- _What the exercise asks_: Search the records for the string "codes", then copy each line that has it.

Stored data
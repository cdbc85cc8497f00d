//!
//! # Elib Writing
//!
//! Libraries are written in the latest format revision: big-endian,
//! with two-byte small integers, four-byte big integers, and one-byte characters.
//! Every technology and tool of the registry is listed, so that indices into
//! the registry double as on-disk indices.
//!

// Std-Lib Imports
use std::collections::{HashMap, HashSet};
use std::fs::File;
use std::io::{BufWriter, Write};
use std::path::Path;

// Crates.io
use byteorder::{BigEndian, WriteBytesExt};
use log::{debug, trace};

// Local Imports
use crate::build::{attrp_key, cell_techs, transpose_bits};
use crate::data::*;
use crate::header::Magic;
use crate::tech::{ArcProtoId, PrimNodeId, PrimPortId};
use crate::vars::{type_bits, vtype::*};

/// Version string written into every file
pub const WRITE_VERSION: &str = "8.04";

/// Scale `v` by `lambda`, and round to file units
fn scaled(v: f64, lambda: f64) -> i32 {
    (v * lambda).round() as i32
}

/// Variable-name table, in order of first use
#[derive(Debug, Default)]
struct NameTable {
    names: Vec<String>,
    index: HashMap<String, usize>,
}
impl NameTable {
    fn add(&mut self, key: &str) {
        if !self.index.contains_key(key) {
            self.index.insert(key.to_string(), self.names.len());
            self.names.push(key.to_string());
        }
    }
    fn add_vars(&mut self, vars: &[Variable]) {
        for v in vars.iter() {
            self.add(&v.key);
        }
    }
    fn get(&self, key: &str) -> ElibResult<i16> {
        let idx = self.index.get(key).copied().unwrap_or(usize::MAX);
        i16::try_from(idx).map_err(|_| ElibError::Str(format!("Too many variable names for {}", key)))
    }
}

/// Collect the cells referred to by variable value `v`
fn var_cells(v: &VarValue, out: &mut impl FnMut(CellRef)) {
    match v {
        VarValue::NodeProto(NodeProto::Cell(c)) => out(*c),
        VarValue::PortProto(PortRef::Export { cell, .. }) => out(*cell),
        VarValue::Array(items) => items.iter().for_each(|i| var_cells(i, out)),
        _ => (),
    }
}
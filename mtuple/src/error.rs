use std::convert::Infallible;
use thiserror::Error;

/// The ways a structural query or a tuple construction can fail.
///
/// Equality never fails: comparing against a value of another shape is simply unequal. Ordering
/// is strict about shape, and constructing an [`ExtendedTuple`](crate::ExtendedTuple) from an
/// untyped rest value checks that value up front.
#[derive(Debug, Clone, Copy, PartialEq, Eq, PartialOrd, Ord, Hash, Error)]
pub enum Error {
    /// An ordering query was given a comparand that is not a tuple of the same concrete type.
    #[error("cannot order tuple against a value that is not of type `{expected}`")]
    IncorrectType {
        /// The type the comparand was required to have.
        expected: &'static str,
    },
    /// The last argument to an extended tuple constructor was not the declared rest tuple.
    #[error("last argument of an extended tuple must be a tuple of type `{expected}`")]
    RestNotTuple {
        /// The rest type declared by the extended tuple.
        expected: &'static str,
    },
}

impl From<Infallible> for Error {
    fn from(never: Infallible) -> Self {
        match never {}
    }
}
/*!
Mutable tuples with structural equality, ordering and hashing, parameterized over a pluggable
comparison strategy.

The built-in tuple types of Rust are immutable in shape and fix a single notion of equality on
their elements. This crate provides a family of tuple types, [`Tuple1`] through [`Tuple7`] and
the unboundedly large [`ExtendedTuple`], whose slots can be freely read and reassigned, and whose
equality, ordering and hash codes are defined *structurally*, slot by slot, by whatever
[`Comparer`] the caller supplies.

- **Structural equality**: two tuples are equal when they have the same shape and each pair of
  corresponding slots is equal under the comparer ([`StructuralEq`]).
- **Structural ordering**: tuples are ordered lexicographically, from the first slot to the last,
  stopping at the first slot which is not equal ([`StructuralOrd`]).
- **Structural hashing**: the hash codes of the slots are combined with a fixed mixing tree into
  one 32-bit hash code ([`StructuralHash`], [`hash`]). Extended tuples fold at most eight slot
  hash codes, however many slots they have.
- **Rendering**: every tuple displays as `(s1, s2, ..., sn)` ([`Render`]).

When no particular comparer is needed, the [`Natural`] strategy compares slots by their own
[`Element`] implementations. It backs the [`PartialEq`], [`Eq`], [`PartialOrd`], [`Ord`] and
[`Hash`](std::hash::Hash) implementations of every tuple.

## Arities beyond seven

An [`ExtendedTuple`] stores seven slots followed by a `rest` slot holding any other tuple, so a
tuple of any size is built by nesting to the right. The [`mtuple!`] macro does this nesting for
you:

```
use mtuple::{mtuple, TupleShape};

let t = mtuple![1, 2, 3, 4, 5, 6, 7, 8, 9, 10, 11, 12];
assert_eq!(t.size(), 12);
assert_eq!(t.to_string(), "(1, 2, 3, 4, 5, 6, 7, 8, 9, 10, 11, 12)");
```

The `rest` of an extended tuple is shared by reference, and may be shared between several
extended tuples at once; see the [`extended`] module.

## Quick reference

The **[`prelude`]** module exports everything needed to build and compare tuples. Most programs
should `use mtuple::prelude::*;`.

| Operation | Trait or function |
| :-------- | :---------------- |
| Number of slots | [`TupleShape::size`] |
| Render into a buffer | [`Render::render_into`], or [`ToString`] |
| Equality under a comparer | [`StructuralEq::equals_with`] |
| Ordering under a comparer | [`StructuralOrd::compare_with`] |
| Hash code under a comparer | [`StructuralHash::hash_with`] |
| Comparison against an untyped value | [`AnyTuple`], [`dynamic::compare_any_with`] |
| Build a tuple from its slots | [`mtuple!`], [`tuple1`] .. [`tuple8`] |

## Features

- `serde`: implement `Serialize` and `Deserialize` for every tuple type.
*/

#![allow(clippy::type_complexity)]
#![warn(missing_docs)]
#![warn(missing_copy_implementations, missing_debug_implementations)]
#![warn(unused_qualifications, unused_results)]
#![warn(future_incompatible)]
#![warn(unused)]
// Documentation configuration
#![forbid(rustdoc::broken_intra_doc_links)]
#![cfg_attr(docsrs, feature(doc_cfg))]

#[macro_use]
extern crate derivative;

pub mod builder;
pub mod dynamic;
pub mod extended;
pub mod hash;

mod element;
mod error;
mod shape;
mod strategy;
mod tuple;

pub use builder::{tuple1, tuple2, tuple3, tuple4, tuple5, tuple6, tuple7, tuple8};
pub use dynamic::AnyTuple;
pub use element::Element;
pub use error::Error;
pub use extended::{ExtendedTuple, HASH_WINDOW, INLINE_SLOTS};
pub use shape::{Render, StructuralEq, StructuralHash, StructuralOrd, TupleShape};
pub use strategy::{Comparer, Natural, Strategy};
pub use tuple::{Tuple1, Tuple2, Tuple3, Tuple4, Tuple5, Tuple6, Tuple7};

/// The prelude module for quickly getting started with mtuple.
///
/// This module is designed to be imported as `use mtuple::prelude::*;`, which brings into scope
/// the tuple types, their builders, and the traits through which they are compared.
pub mod prelude {
    #[doc(no_inline)]
    pub use crate::builder::{tuple1, tuple2, tuple3, tuple4, tuple5, tuple6, tuple7, tuple8};
    #[doc(no_inline)]
    pub use crate::mtuple;
    #[doc(no_inline)]
    pub use crate::{
        AnyTuple, Comparer, Element, Error, ExtendedTuple, Natural, Render, Strategy,
        StructuralEq, StructuralHash, StructuralOrd, TupleShape,
    };
    #[doc(no_inline)]
    pub use crate::{Tuple1, Tuple2, Tuple3, Tuple4, Tuple5, Tuple6, Tuple7};
}
//! The natural equality, ordering and hash code of a slot value.
//!
//! [`Natural`](crate::Natural) compares tuple slots through this trait. All primitive types,
//! strings, smart pointers, [`Option`], slices, vectors, arrays and every tuple type in this
//! crate implement it, so tuples nest inside each other's slots without any further work.
//! Built-in Rust tuples do not; convert them with [`From`] into the tuple of the same arity.

use crate::hash;
use std::{cmp::Ordering, rc::Rc};

/// A value with a natural equality, total ordering and 32-bit hash code.
///
/// The three operations must agree: `element_eq` holds exactly when `element_cmp` returns
/// [`Ordering::Equal`], and equal values have equal hash codes. In particular, floating point
/// values are ordered totally, with `NaN` equal to itself and below every number.
///
/// # Examples
///
/// ```
/// use std::cmp::Ordering;
/// use mtuple::Element;
///
/// assert!(f64::NAN.element_eq(&f64::NAN));
/// assert_eq!(f64::NAN.element_cmp(&f64::NEG_INFINITY), Ordering::Less);
/// assert_eq!(None.element_cmp(&Some(0)), Ordering::Less);
/// assert_eq!(0.0_f64.element_hash(), (-0.0_f64).element_hash());
/// ```
pub trait Element {
    /// Whether `self` and `other` are equal.
    fn element_eq(&self, other: &Self) -> bool;

    /// The total order of `self` relative to `other`.
    fn element_cmp(&self, other: &Self) -> Ordering;

    /// A 32-bit hash code for `self`.
    fn element_hash(&self) -> i32;
}

// Integers which fit in 32 bits are their own hash code.
macro_rules! narrow_elements {
    ($($ty:ty),*) => {
        $(
            impl Element for $ty {
                fn element_eq(&self, other: &Self) -> bool {
                    self == other
                }

                fn element_cmp(&self, other: &Self) -> Ordering {
                    self.cmp(other)
                }

                fn element_hash(&self) -> i32 {
                    *self as i32
                }
            }
        )*
    };
}

// Wider integers fold their high half into their low half.
macro_rules! wide_elements {
    ($($ty:ty),*) => {
        $(
            impl Element for $ty {
                fn element_eq(&self, other: &Self) -> bool {
                    self == other
                }

                fn element_cmp(&self, other: &Self) -> Ordering {
                    self.cmp(other)
                }

                fn element_hash(&self) -> i32 {
                    fold_bits(*self as u128)
                }
            }
        )*
    };
}

narrow_elements!(i8, i16, i32, u8, u16, u32, bool, char);
wide_elements!(i64, u64, i128, u128, isize, usize);

fn fold_bits(bits: u128) -> i32 {
    (bits as i32) ^ ((bits >> 32) as i32) ^ ((bits >> 64) as i32) ^ ((bits >> 96) as i32)
}

macro_rules! float_elements {
    ($($ty:ty),*) => {
        $(
            impl Element for $ty {
                fn element_eq(&self, other: &Self) -> bool {
                    self == other || (self.is_nan() && other.is_nan())
                }

                fn element_cmp(&self, other: &Self) -> Ordering {
                    match self.partial_cmp(other) {
                        Some(ordering) => ordering,
                        None => other.is_nan().cmp(&self.is_nan()),
                    }
                }

                fn element_hash(&self) -> i32 {
                    // Both zeroes and all NaNs must share a hash code, since they are equal
                    let canonical = if *self == 0.0 {
                        0.0
                    } else if self.is_nan() {
                        <$ty>::NAN
                    } else {
                        *self
                    };
                    fold_bits(canonical.to_bits() as u128)
                }
            }
        )*
    };
}

float_elements!(f32, f64);

impl Element for () {
    fn element_eq(&self, _: &Self) -> bool {
        true
    }

    fn element_cmp(&self, _: &Self) -> Ordering {
        Ordering::Equal
    }

    fn element_hash(&self) -> i32 {
        0
    }
}

impl Element for str {
    fn element_eq(&self, other: &Self) -> bool {
        self == other
    }

    fn element_cmp(&self, other: &Self) -> Ordering {
        self.cmp(other)
    }

    fn element_hash(&self) -> i32 {
        self.bytes()
            .fold(5381, |code, byte| hash::combine(code, i32::from(byte)))
    }
}

impl Element for String {
    fn element_eq(&self, other: &Self) -> bool {
        self.as_str().element_eq(other)
    }

    fn element_cmp(&self, other: &Self) -> Ordering {
        self.as_str().element_cmp(other)
    }

    fn element_hash(&self) -> i32 {
        self.as_str().element_hash()
    }
}

/// An absent value is equal only to another absent value, sorts before every present value, and
/// hashes to `0`.
impl<T: Element> Element for Option<T> {
    fn element_eq(&self, other: &Self) -> bool {
        match (self, other) {
            (Some(a), Some(b)) => a.element_eq(b),
            (None, None) => true,
            _ => false,
        }
    }

    fn element_cmp(&self, other: &Self) -> Ordering {
        match (self, other) {
            (Some(a), Some(b)) => a.element_cmp(b),
            (None, None) => Ordering::Equal,
            (None, Some(_)) => Ordering::Less,
            (Some(_), None) => Ordering::Greater,
        }
    }

    fn element_hash(&self) -> i32 {
        self.as_ref().map_or(0, Element::element_hash)
    }
}

/// Sequences compare slot-wise like tuples do: element by element, with a shorter sequence
/// ordering before any longer one it is a prefix of.
impl<T: Element> Element for [T] {
    fn element_eq(&self, other: &Self) -> bool {
        self.len() == other.len() && self.iter().zip(other).all(|(a, b)| a.element_eq(b))
    }

    fn element_cmp(&self, other: &Self) -> Ordering {
        for (a, b) in self.iter().zip(other) {
            match a.element_cmp(b) {
                Ordering::Equal => {}
                unequal => return unequal,
            }
        }
        self.len().cmp(&other.len())
    }

    fn element_hash(&self) -> i32 {
        self.iter()
            .fold(5381, |code, item| hash::combine(code, item.element_hash()))
    }
}

impl<T: Element> Element for Vec<T> {
    fn element_eq(&self, other: &Self) -> bool {
        self.as_slice().element_eq(other)
    }

    fn element_cmp(&self, other: &Self) -> Ordering {
        self.as_slice().element_cmp(other)
    }

    fn element_hash(&self) -> i32 {
        self.as_slice().element_hash()
    }
}

impl<T: Element, const N: usize> Element for [T; N] {
    fn element_eq(&self, other: &Self) -> bool {
        self[..].element_eq(&other[..])
    }

    fn element_cmp(&self, other: &Self) -> Ordering {
        self[..].element_cmp(&other[..])
    }

    fn element_hash(&self) -> i32 {
        self[..].element_hash()
    }
}

macro_rules! pointer_elements {
    ($($ptr:ident),*) => {
        $(
            impl<T: Element + ?Sized> Element for $ptr<T> {
                fn element_eq(&self, other: &Self) -> bool {
                    (**self).element_eq(other)
                }

                fn element_cmp(&self, other: &Self) -> Ordering {
                    (**self).element_cmp(other)
                }

                fn element_hash(&self) -> i32 {
                    (**self).element_hash()
                }
            }
        )*
    };
}

pointer_elements!(Box, Rc);

impl<T: Element + ?Sized> Element for &'_ T {
    fn element_eq(&self, other: &Self) -> bool {
        (**self).element_eq(other)
    }

    fn element_cmp(&self, other: &Self) -> Ordering {
        (**self).element_cmp(other)
    }

    fn element_hash(&self) -> i32 {
        (**self).element_hash()
    }
}
//! The capabilities shared by every tuple, whatever its arity.
//!
//! An [`ExtendedTuple`](crate::ExtendedTuple) knows nothing about the concrete type of its `rest`
//! slot beyond these traits, which is what lets one recursive implementation cover every arity
//! from 8 upwards.

use crate::Strategy;
use std::{cmp::Ordering, fmt};

/// A tuple of any arity.
///
/// This is the bound an [`ExtendedTuple`](crate::ExtendedTuple) places on its `rest` slot: only
/// tuples can be used to extend a tuple.
pub trait TupleShape {
    /// The number of slots in this tuple, counting every slot of any nested `rest`.
    fn size(&self) -> usize;
}

/// Render the slots of a tuple, without its opening parenthesis.
///
/// Rendering is split this way so that a tuple can hand over the remainder of its rendering to
/// the tuple nested in its `rest` slot. The [`Display`](fmt::Display) implementation of every
/// tuple writes `(` and then calls [`render_into`](Render::render_into).
pub trait Render {
    /// Write each slot separated by `", "`, followed by the closing `)`.
    fn render_into(&self, out: &mut dyn fmt::Write) -> fmt::Result;
}

/// Equality of two tuples of the same type, slot by slot, under the comparer `C`.
pub trait StructuralEq<C: ?Sized> {
    /// Whether every slot of `self` equals the corresponding slot of `other` under `comparer`.
    fn equals_with(&self, other: &Self, comparer: &C) -> bool;
}

/// Lexicographic ordering of two tuples of the same type under the comparer `C`.
pub trait StructuralOrd<C: Strategy + ?Sized> {
    /// Order `self` relative to `other`, comparing slots from first to last and stopping at the
    /// first slot which is not equal.
    fn compare_with(&self, other: &Self, comparer: &C) -> Result<Ordering, C::Error>;
}

/// The hash code of a tuple, combining the hash codes of its slots under the comparer `C`.
pub trait StructuralHash<C: ?Sized> {
    /// The hash code of `self` under `comparer`.
    fn hash_with(&self, comparer: &C) -> i32;
}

- _Task answer_:
equality, ordering and hash codes are defined *structurally*, slot by slot, by whatever
- **Structural hashing**: the hash codes of the slots are combined with a fixed mixing tree into
  hash codes, however many slots they have.
/// [`Ordering::Equal`], and equal values have equal hash codes. In particular, floating point
/// The hash code of a tuple, combining the hash codes of its slots under the comparer `C`.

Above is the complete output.